## [EXERCISE DETAILS]
Looking through the data below, work out how many lines have the word "retain". Reply with that number only.

## [DATA FOR THIS EXERCISE]
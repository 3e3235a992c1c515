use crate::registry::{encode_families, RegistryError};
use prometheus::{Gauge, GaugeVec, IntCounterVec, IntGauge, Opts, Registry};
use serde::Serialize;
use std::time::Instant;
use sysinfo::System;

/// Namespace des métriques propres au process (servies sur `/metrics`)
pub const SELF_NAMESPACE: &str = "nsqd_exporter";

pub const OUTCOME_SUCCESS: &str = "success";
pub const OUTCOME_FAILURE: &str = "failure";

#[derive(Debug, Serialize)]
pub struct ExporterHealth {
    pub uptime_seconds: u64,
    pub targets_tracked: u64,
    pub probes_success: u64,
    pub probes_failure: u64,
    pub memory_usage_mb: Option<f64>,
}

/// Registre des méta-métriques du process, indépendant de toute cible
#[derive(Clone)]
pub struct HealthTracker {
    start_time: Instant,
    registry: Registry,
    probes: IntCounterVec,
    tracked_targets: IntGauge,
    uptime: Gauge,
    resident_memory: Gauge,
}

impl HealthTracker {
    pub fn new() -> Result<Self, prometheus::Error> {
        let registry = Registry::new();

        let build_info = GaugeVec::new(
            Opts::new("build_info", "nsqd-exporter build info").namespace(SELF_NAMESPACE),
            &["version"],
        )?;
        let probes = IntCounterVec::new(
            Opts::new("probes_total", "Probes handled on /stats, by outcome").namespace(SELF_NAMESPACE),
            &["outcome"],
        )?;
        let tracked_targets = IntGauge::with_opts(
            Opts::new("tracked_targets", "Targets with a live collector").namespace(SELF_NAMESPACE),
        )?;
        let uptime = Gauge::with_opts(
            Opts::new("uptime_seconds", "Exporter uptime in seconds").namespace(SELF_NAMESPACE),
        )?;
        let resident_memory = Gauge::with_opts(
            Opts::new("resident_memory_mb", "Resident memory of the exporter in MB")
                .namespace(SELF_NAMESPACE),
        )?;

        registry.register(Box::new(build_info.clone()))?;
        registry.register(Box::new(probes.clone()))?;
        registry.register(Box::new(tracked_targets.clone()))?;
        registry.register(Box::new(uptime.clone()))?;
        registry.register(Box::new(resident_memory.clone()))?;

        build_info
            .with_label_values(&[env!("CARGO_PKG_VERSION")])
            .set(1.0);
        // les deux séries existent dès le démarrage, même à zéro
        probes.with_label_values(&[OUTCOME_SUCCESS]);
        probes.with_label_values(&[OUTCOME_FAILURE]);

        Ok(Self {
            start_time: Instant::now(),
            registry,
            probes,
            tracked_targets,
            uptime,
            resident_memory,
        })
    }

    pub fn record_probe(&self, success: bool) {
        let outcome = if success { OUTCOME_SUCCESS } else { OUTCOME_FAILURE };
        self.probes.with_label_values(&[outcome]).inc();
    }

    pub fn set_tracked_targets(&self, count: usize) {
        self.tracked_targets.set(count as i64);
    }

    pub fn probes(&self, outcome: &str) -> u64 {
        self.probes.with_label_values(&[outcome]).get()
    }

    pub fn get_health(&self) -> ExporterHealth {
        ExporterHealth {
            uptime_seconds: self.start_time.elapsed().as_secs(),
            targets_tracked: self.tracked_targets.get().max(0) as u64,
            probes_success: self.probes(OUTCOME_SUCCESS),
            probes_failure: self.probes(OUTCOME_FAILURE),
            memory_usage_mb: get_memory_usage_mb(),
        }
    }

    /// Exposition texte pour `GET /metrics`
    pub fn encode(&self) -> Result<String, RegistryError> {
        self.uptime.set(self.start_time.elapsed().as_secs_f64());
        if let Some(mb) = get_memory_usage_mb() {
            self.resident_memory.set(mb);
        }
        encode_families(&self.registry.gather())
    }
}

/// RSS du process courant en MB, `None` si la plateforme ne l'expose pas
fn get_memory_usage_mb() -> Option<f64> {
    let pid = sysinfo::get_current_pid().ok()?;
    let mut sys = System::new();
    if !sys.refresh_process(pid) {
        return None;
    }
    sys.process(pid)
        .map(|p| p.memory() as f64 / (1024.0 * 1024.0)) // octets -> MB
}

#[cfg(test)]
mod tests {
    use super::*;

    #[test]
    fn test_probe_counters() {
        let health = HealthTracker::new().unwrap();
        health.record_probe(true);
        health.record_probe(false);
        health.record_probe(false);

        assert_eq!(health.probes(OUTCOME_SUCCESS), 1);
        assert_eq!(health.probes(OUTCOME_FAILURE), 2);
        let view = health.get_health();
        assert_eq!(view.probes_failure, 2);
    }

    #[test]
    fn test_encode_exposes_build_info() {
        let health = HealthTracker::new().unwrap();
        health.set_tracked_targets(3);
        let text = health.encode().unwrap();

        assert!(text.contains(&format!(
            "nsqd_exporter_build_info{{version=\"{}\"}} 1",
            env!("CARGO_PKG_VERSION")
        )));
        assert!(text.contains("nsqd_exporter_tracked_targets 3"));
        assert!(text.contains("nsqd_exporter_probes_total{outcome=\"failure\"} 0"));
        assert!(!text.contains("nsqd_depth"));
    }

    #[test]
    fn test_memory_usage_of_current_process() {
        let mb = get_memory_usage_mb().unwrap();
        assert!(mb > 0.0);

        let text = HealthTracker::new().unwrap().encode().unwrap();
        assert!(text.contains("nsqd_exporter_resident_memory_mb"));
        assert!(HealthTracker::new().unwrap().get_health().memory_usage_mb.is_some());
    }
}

--

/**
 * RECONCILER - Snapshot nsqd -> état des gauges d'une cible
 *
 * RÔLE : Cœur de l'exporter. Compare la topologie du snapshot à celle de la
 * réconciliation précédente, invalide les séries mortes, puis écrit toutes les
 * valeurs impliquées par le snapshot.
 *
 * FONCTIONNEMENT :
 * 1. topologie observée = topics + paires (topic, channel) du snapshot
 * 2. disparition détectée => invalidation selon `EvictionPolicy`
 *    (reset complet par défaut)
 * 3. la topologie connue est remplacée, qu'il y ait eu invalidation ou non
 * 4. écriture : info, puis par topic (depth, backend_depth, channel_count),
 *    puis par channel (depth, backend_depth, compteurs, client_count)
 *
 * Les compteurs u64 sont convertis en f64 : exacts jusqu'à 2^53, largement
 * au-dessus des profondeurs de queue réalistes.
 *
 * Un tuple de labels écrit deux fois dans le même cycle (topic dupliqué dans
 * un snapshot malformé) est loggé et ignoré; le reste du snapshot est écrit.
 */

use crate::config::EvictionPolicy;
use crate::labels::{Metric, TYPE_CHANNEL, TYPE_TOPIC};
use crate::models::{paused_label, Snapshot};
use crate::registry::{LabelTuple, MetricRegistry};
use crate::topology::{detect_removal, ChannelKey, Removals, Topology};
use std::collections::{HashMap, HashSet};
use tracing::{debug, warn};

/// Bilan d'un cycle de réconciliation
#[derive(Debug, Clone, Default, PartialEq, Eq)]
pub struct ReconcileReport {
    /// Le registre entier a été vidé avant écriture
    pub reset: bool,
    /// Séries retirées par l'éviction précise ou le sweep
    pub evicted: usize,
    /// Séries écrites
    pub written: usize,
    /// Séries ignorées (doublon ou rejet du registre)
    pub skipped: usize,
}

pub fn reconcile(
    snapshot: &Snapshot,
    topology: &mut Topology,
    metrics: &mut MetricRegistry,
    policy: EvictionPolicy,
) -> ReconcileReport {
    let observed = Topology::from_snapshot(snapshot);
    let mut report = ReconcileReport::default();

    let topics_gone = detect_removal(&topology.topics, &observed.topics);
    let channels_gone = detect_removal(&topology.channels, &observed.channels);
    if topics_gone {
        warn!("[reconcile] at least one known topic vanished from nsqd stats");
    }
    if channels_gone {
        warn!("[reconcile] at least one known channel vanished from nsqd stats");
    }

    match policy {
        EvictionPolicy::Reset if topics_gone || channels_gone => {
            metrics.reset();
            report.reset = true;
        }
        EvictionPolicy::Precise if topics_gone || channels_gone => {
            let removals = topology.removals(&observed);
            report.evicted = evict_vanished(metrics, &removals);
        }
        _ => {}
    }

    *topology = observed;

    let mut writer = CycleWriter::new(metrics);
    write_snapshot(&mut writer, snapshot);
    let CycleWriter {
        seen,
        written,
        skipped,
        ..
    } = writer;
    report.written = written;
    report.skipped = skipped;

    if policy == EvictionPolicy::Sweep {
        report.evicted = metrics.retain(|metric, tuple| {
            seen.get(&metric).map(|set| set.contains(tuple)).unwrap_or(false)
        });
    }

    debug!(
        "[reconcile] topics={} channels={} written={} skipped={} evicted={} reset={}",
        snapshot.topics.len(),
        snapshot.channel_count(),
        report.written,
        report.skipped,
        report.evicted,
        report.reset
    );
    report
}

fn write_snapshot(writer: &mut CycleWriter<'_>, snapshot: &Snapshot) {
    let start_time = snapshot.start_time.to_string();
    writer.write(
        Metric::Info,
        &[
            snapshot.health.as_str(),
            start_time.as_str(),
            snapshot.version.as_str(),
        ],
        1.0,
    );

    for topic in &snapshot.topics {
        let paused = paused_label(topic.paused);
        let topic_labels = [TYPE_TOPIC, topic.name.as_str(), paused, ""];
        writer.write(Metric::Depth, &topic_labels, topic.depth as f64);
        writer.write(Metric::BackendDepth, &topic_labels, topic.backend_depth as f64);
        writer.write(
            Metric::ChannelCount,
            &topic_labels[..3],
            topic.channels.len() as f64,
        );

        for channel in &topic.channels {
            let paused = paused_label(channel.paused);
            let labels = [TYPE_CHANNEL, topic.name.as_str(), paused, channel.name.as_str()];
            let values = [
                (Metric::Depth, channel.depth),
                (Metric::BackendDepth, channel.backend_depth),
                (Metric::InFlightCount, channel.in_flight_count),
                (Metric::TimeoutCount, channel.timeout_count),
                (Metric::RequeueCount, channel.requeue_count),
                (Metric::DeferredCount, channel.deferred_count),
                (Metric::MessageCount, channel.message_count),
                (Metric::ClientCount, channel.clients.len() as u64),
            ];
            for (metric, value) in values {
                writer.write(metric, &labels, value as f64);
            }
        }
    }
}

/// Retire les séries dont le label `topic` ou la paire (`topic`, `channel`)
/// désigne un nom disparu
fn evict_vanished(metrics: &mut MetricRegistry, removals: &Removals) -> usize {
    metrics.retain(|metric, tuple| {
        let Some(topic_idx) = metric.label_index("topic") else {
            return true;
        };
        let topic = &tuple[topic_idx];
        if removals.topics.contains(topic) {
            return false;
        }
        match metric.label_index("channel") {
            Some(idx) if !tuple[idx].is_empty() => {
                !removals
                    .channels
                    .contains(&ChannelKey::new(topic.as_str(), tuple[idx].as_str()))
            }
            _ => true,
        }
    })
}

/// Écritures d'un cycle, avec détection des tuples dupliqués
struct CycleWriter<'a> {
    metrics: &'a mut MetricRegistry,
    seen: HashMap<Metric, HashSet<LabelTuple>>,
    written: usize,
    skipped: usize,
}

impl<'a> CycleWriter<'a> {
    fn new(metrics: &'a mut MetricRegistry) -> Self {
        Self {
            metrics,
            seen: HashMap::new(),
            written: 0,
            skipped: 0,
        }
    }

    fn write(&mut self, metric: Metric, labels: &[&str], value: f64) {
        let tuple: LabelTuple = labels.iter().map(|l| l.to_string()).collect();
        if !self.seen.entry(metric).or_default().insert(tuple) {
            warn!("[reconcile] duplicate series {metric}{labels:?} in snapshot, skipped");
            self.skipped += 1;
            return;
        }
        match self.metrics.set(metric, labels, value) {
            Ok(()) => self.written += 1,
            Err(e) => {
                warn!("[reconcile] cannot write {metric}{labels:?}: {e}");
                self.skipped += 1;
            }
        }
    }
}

## [EXERCISE OUTPUT]
2